Copy each line in the data that includes the word "into".
=====
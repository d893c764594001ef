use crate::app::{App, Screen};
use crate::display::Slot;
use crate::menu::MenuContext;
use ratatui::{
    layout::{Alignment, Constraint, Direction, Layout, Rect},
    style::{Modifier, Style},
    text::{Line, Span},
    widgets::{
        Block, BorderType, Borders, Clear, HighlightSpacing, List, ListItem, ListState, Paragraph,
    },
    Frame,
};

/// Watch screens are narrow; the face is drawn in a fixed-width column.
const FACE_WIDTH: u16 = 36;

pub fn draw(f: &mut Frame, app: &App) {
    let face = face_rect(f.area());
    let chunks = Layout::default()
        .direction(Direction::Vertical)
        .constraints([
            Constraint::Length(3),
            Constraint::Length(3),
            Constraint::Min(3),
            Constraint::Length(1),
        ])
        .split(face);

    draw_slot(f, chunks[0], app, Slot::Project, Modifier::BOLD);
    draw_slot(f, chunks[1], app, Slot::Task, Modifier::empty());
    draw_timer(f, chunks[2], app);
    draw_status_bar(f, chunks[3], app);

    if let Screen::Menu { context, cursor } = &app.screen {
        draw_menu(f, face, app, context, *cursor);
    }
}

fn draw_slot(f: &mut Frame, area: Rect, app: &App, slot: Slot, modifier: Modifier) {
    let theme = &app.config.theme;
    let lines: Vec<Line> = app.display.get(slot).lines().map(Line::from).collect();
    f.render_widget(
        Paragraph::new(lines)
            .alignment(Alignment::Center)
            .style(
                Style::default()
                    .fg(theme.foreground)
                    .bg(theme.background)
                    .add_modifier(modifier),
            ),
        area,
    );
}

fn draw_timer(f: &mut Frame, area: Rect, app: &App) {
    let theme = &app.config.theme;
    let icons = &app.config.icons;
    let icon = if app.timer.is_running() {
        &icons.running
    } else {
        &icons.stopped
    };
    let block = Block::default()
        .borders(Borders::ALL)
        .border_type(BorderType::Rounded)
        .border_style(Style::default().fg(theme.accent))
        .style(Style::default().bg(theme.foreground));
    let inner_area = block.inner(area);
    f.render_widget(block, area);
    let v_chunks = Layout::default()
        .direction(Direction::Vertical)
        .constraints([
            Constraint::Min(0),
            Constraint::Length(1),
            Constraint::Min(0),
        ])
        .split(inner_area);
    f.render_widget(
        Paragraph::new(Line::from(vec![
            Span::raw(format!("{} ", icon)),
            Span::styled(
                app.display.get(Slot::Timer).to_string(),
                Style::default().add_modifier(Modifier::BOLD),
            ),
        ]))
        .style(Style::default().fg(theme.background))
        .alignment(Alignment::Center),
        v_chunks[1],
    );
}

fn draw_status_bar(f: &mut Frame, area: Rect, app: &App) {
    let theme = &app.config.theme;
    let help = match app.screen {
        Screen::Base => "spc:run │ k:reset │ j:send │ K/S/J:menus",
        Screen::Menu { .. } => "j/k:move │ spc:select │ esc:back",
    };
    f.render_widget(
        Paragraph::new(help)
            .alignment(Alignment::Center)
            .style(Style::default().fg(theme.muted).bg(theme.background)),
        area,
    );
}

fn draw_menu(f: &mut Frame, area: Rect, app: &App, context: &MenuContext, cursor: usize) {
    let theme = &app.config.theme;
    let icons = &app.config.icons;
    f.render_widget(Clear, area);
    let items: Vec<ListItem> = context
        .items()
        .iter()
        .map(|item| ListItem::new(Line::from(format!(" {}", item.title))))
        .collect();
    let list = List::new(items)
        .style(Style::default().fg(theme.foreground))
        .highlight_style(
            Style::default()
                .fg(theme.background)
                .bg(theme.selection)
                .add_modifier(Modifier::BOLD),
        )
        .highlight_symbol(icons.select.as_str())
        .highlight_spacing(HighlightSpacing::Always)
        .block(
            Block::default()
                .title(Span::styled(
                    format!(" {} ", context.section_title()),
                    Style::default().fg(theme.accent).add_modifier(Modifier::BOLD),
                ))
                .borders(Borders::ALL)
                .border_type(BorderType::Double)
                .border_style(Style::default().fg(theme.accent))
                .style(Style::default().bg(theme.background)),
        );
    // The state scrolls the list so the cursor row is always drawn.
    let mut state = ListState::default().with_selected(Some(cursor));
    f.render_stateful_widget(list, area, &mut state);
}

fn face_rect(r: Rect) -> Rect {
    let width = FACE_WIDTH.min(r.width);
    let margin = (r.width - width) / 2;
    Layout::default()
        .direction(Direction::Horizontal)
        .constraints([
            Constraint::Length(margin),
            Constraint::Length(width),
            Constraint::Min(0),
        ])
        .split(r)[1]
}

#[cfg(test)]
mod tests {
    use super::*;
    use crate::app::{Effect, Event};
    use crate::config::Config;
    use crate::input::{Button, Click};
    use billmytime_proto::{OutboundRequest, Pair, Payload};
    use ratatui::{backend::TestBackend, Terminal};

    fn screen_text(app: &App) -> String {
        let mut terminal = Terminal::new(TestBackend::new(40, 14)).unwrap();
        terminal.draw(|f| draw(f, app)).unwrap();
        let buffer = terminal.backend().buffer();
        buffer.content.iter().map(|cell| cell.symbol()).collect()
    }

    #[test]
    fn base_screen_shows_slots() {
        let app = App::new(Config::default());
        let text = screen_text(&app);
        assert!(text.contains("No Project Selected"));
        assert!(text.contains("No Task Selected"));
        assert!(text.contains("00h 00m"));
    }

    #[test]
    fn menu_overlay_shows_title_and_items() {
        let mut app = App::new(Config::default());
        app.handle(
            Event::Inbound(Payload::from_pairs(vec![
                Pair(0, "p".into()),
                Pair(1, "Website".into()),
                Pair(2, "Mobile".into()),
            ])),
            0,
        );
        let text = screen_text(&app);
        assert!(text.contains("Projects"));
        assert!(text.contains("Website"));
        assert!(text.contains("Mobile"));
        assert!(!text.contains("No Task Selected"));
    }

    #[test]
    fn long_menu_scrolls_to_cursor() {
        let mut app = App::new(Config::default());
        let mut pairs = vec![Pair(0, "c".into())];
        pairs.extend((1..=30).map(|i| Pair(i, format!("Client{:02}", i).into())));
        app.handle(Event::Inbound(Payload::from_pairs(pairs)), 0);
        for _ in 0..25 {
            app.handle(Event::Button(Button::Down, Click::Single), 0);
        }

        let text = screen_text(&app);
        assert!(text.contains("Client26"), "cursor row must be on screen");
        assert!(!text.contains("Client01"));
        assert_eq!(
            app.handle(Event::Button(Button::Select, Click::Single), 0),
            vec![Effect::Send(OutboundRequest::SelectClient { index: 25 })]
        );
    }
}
=====
◆ Answer section:
                Pair(0, "p".into()),
                Pair(1, "Website".into()),
                Pair(2, "Mobile".into()),
        let mut pairs = vec![Pair(0, "c".into())];
        pairs.extend((1..=30).map(|i| Pair(i, format!("Client{:02}", i).into())));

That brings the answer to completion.